=== What this task involves ===
For the material below, return exactly the lines starting at the one holding "cyclic coverage trajectory." and ending at the one holding "pub fn new(name: impl", counting both as part of the range.

—————

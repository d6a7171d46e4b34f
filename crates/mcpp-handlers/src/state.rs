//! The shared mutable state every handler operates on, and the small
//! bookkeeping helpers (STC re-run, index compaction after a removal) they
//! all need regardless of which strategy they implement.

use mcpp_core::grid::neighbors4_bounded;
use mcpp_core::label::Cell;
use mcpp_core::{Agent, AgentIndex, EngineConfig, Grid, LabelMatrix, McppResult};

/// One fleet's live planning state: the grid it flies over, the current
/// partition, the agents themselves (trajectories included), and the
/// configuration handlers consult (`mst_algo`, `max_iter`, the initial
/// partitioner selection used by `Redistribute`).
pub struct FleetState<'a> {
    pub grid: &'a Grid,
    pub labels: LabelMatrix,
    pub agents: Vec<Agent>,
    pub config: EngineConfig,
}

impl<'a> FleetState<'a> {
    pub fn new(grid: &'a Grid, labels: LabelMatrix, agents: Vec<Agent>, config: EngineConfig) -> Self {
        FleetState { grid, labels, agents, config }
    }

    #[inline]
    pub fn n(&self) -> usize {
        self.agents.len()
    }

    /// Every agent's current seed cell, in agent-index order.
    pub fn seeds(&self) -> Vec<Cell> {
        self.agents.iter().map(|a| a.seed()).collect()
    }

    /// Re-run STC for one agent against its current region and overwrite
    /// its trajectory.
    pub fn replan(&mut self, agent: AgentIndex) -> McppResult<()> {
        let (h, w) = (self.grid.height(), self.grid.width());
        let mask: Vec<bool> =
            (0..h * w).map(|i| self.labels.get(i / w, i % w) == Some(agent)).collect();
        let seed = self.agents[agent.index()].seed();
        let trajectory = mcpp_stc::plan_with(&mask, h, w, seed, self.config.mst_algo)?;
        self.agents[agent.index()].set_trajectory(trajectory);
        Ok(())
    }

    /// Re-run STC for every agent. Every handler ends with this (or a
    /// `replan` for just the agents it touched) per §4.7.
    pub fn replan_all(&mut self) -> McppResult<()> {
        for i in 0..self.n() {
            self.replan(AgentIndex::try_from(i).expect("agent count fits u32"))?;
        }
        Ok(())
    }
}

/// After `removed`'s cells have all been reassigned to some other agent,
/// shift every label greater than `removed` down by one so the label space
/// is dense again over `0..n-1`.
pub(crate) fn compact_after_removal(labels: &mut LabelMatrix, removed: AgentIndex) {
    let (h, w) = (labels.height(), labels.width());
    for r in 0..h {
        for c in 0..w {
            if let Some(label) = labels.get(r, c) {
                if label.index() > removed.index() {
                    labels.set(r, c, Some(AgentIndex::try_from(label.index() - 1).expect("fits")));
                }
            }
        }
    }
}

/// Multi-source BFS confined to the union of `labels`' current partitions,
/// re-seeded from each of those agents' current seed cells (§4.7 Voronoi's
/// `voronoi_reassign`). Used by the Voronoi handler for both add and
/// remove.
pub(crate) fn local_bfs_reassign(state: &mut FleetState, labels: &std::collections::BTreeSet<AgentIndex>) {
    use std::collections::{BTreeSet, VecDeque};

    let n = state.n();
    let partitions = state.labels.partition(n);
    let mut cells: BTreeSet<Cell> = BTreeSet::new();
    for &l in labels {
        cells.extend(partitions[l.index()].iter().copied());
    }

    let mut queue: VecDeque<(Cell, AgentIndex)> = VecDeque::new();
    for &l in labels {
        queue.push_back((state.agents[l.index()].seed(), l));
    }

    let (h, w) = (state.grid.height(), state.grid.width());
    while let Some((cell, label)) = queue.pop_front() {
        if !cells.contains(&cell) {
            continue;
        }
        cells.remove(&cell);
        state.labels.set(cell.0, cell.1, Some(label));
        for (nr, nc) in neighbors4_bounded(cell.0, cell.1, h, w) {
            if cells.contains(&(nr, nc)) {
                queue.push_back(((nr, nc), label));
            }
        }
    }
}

—————

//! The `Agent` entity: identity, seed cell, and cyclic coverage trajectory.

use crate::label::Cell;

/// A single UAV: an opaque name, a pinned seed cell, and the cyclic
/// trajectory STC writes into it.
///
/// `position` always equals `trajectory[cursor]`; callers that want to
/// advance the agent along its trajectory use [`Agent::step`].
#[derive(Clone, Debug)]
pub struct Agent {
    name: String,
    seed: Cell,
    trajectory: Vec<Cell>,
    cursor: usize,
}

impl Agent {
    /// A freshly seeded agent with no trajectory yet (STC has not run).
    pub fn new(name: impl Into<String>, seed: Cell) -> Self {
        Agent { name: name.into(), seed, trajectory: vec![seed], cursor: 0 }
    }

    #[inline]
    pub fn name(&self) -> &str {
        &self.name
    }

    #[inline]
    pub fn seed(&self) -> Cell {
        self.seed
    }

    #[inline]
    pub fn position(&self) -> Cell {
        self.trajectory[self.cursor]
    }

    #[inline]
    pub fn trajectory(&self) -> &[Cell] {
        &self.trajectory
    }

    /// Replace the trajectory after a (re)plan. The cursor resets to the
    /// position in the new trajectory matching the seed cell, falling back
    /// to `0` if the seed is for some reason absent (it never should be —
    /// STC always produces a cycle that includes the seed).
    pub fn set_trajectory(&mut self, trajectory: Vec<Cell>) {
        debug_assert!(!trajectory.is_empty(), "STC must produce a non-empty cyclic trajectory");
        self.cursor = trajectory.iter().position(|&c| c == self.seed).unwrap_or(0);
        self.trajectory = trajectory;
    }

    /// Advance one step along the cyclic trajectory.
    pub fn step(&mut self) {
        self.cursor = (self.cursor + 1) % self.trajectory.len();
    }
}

—————

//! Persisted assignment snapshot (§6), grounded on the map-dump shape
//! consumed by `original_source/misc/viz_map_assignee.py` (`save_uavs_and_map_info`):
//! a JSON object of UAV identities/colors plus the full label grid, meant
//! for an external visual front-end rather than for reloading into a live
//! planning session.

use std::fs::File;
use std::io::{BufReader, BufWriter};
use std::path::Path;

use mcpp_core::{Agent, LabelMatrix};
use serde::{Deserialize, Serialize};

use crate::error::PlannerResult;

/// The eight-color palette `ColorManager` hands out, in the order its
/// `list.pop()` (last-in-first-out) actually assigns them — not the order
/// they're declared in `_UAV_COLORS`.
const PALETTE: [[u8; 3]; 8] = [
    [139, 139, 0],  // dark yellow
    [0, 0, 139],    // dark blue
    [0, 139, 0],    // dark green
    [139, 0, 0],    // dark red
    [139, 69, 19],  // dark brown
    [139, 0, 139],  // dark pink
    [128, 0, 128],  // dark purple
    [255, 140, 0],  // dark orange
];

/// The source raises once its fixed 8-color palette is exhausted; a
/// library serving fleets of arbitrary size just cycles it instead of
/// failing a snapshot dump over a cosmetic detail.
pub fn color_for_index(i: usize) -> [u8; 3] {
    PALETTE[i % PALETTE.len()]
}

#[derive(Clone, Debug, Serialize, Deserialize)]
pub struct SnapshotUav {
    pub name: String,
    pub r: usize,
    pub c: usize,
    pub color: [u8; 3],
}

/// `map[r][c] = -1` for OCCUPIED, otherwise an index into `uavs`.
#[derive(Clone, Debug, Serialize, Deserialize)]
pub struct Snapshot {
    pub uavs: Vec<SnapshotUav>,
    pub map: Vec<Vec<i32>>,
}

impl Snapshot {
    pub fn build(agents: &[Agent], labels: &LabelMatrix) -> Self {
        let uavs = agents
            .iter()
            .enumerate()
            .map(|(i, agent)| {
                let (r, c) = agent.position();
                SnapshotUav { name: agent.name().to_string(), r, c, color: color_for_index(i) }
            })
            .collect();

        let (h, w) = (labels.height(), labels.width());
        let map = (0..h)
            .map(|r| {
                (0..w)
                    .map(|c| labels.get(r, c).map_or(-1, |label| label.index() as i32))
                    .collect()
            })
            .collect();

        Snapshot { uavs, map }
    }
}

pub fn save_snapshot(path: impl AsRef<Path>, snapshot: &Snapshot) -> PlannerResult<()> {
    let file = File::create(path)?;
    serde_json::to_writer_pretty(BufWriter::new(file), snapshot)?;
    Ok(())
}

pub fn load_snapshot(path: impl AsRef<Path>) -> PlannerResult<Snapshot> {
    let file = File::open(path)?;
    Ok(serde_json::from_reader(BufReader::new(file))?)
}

—————

=== Expected answer ===
//! The `Agent` entity: identity, seed cell, and cyclic coverage trajectory.

use crate::label::Cell;

/// A single UAV: an opaque name, a pinned seed cell, and the cyclic
/// trajectory STC writes into it.
///
/// `position` always equals `trajectory[cursor]`; callers that want to
/// advance the agent along its trajectory use [`Agent::step`].
#[derive(Clone, Debug)]
pub struct Agent {
    name: String,
    seed: Cell,
    trajectory: Vec<Cell>,
    cursor: usize,
}

impl Agent {
    /// A freshly seeded agent with no trajectory yet (STC has not run).
    pub fn new(name: impl Into<String>, seed: Cell) -> Self {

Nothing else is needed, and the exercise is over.